== Extracted material ==

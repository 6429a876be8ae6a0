//! Fibonacci retracement and extension levels.

use indexmap::IndexMap;
use market_data_client::models::bar::Bar;
use serde::Serialize;

pub const RETRACEMENT_RATIOS: [f64; 7] = [0.0, 0.236, 0.382, 0.5, 0.618, 0.786, 1.0];
pub const EXTENSION_RATIOS: [f64; 4] = [1.272, 1.618, 2.0, 2.618];
pub const DEFAULT_LOOKBACK: usize = 120;

/// Which side of the swing range extension targets project from.
#[derive(Debug, Clone, Copy, PartialEq, Eq, Serialize)]
#[serde(rename_all = "SCREAMING_SNAKE_CASE")]
pub enum TrendDirection {
    Up,
    Down,
}

#[derive(Debug, Clone, Serialize)]
pub struct FibonacciLevels {
    pub swing_low: f64,
    pub swing_high: f64,
    /// Retracement ratio (as its display string) to price, swing high
    /// downward.
    pub levels: IndexMap<String, f64>,
    /// Extension ratio to price: above the swing high in an uptrend,
    /// below the swing low in a downtrend.
    pub extensions: IndexMap<String, f64>,
}

impl FibonacciLevels {
    /// All retracement prices, for confluence pooling.
    pub fn level_prices(&self) -> Vec<f64> {
        self.levels.values().copied().collect()
    }
}

#[derive(Debug, Clone, Copy)]
pub struct FibonacciAnalyzer {
    pub lookback: usize,
}

impl Default for FibonacciAnalyzer {
    fn default() -> Self {
        Self {
            lookback: DEFAULT_LOOKBACK,
        }
    }
}

impl FibonacciAnalyzer {
    /// Detects the swing high/low over the last `lookback` bars and
    /// derives levels. `None` when fewer bars are available.
    pub fn auto_detect(&self, bars: &[Bar], trend: TrendDirection) -> Option<FibonacciLevels> {
        if bars.len() < self.lookback {
            return None;
        }
        let window = &bars[bars.len() - self.lookback..];
        let swing_high = window.iter().map(|b| b.high).fold(f64::MIN, f64::max);
        let swing_low = window.iter().map(|b| b.low).fold(f64::MAX, f64::min);
        Some(Self::levels(swing_low, swing_high, trend))
    }

    pub fn levels(swing_low: f64, swing_high: f64, trend: TrendDirection) -> FibonacciLevels {
        let range = swing_high - swing_low;

        let levels = RETRACEMENT_RATIOS
            .iter()
            .map(|&ratio| (format_ratio(ratio), swing_high - range * ratio))
            .collect();

        let extensions = EXTENSION_RATIOS
            .iter()
            .map(|&ratio| {
                let price = match trend {
                    TrendDirection::Up => swing_high + range * ratio,
                    TrendDirection::Down => swing_low - range * ratio,
                };
                (format_ratio(ratio), price)
            })
            .collect();

        FibonacciLevels {
            swing_low,
            swing_high,
            levels,
            extensions,
        }
    }
}

fn format_ratio(ratio: f64) -> String {
    format!("{ratio}")
}

#[cfg(test)]
mod tests {
    use super::*;
    use chrono::{Duration, NaiveDate};

    #[test]
    fn retracement_levels_span_the_swing_range() {
        let fib = FibonacciAnalyzer::levels(100.0, 200.0, TrendDirection::Up);
        assert_eq!(fib.levels["0"], 200.0);
        assert_eq!(fib.levels["1"], 100.0);
        assert_eq!(fib.levels["0.5"], 150.0);
        assert!((fib.levels["0.618"] - 138.2).abs() < 1e-9);
    }

    #[test]
    fn uptrend_extensions_sit_above_the_swing_high() {
        let fib = FibonacciAnalyzer::levels(100.0, 200.0, TrendDirection::Up);
        assert!((fib.extensions["1.618"] - 361.8).abs() < 1e-9);
        assert!(fib.extensions.values().all(|&p| p > 200.0));
    }

    #[test]
    fn downtrend_extensions_sit_below_the_swing_low() {
        let fib = FibonacciAnalyzer::levels(100.0, 200.0, TrendDirection::Down);
        assert!((fib.extensions["1.272"] - (100.0 - 127.2)).abs() < 1e-9);
        assert!(fib.extensions.values().all(|&p| p < 100.0));
    }

    #[test]
    fn auto_detect_needs_a_full_lookback() {
        let start = NaiveDate::from_ymd_opt(2024, 1, 1).unwrap();
        let bars: Vec<Bar> = (0..130)
            .map(|i| Bar {
                date: start + Duration::days(i as i64),
                open: 100.0,
                high: 100.0 + (i % 50) as f64,
                low: 90.0,
                close: 100.0,
                volume: 1.0,
            })
            .collect();

        let analyzer = FibonacciAnalyzer::default();
        assert!(analyzer.auto_detect(&bars[..100], TrendDirection::Up).is_none());

        let fib = analyzer.auto_detect(&bars, TrendDirection::Up).unwrap();
        assert_eq!(fib.swing_low, 90.0);
        assert_eq!(fib.swing_high, 149.0);
    }
}
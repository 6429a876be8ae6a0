//! Canonical in-memory representation of a daily/weekly price bar (OHLCV).
//!
//! This struct is the standard output of all [`DataProvider`](crate::providers::DataProvider)
//! implementations and the standard input of the analytics layer.

use chrono::NaiveDate;
use serde::{Deserialize, Serialize};

use crate::models::timeframe::Timeframe;

/// A single OHLCV bar for one trading period.
///
/// Bars are vendor-agnostic and immutable once normalized from a provider
/// response. Series are kept sorted by `date` ascending for analysis.
#[derive(Debug, Clone, Copy, PartialEq, Serialize, Deserialize)]
pub struct Bar {
    /// Trading date of the bar. For weekly bars this is the Monday of the
    /// calendar week the bar covers.
    pub date: NaiveDate,

    /// Opening price.
    pub open: f64,

    /// Highest price during the period.
    pub high: f64,

    /// Lowest price during the period.
    pub low: f64,

    /// Closing price.
    pub close: f64,

    /// Traded volume during the period. Zero on trading halts.
    pub volume: f64,
}

/// A complete set of bars for a single instrument and granularity.
///
/// Groups a vector of [`Bar`]s with their ticker and [`Timeframe`], making
/// the data set self-describing for the analytics layer.
#[derive(Debug, Clone, PartialEq, Serialize, Deserialize)]
pub struct BarSeries {
    /// The instrument's ticker (e.g., "005930").
    pub ticker: String,
    /// Granularity of each bar in the series.
    pub timeframe: Timeframe,
    /// The bars, sorted by date ascending.
    pub bars: Vec<Bar>,
}

impl BarSeries {
    pub fn new(ticker: impl Into<String>, timeframe: Timeframe, mut bars: Vec<Bar>) -> Self {
        bars.sort_by_key(|b| b.date);
        Self {
            ticker: ticker.into(),
            timeframe,
            bars,
        }
    }

    pub fn len(&self) -> usize {
        self.bars.len()
    }

    pub fn is_empty(&self) -> bool {
        self.bars.is_empty()
    }

    pub fn closes(&self) -> Vec<f64> {
        self.bars.iter().map(|b| b.close).collect()
    }

    pub fn highs(&self) -> Vec<f64> {
        self.bars.iter().map(|b| b.high).collect()
    }

    pub fn lows(&self) -> Vec<f64> {
        self.bars.iter().map(|b| b.low).collect()
    }

    pub fn volumes(&self) -> Vec<f64> {
        self.bars.iter().map(|b| b.volume).collect()
    }

    pub fn dates(&self) -> Vec<NaiveDate> {
        self.bars.iter().map(|b| b.date).collect()
    }

    /// Position of the bar with the given date, if present.
    pub fn index_of(&self, date: NaiveDate) -> Option<usize> {
        self.bars.binary_search_by_key(&date, |b| b.date).ok()
    }
}
//! Orchestration layer: progressive bar loading over an injected record
//! store, plus assembly of the full analysis report.

pub mod errors;
pub mod loader;
pub mod report;
pub mod storage;

pub use errors::ServiceError;
pub use loader::{LoaderConfig, ProgressiveLoader};
pub use report::AnalysisReport;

===

» Goal of the exercise: Your answer should be each line of the data that contains the word "Duration", copied as it stands.

» Written solution:
    use chrono::{Duration, NaiveDate};
                date: start + Duration::days(i as i64),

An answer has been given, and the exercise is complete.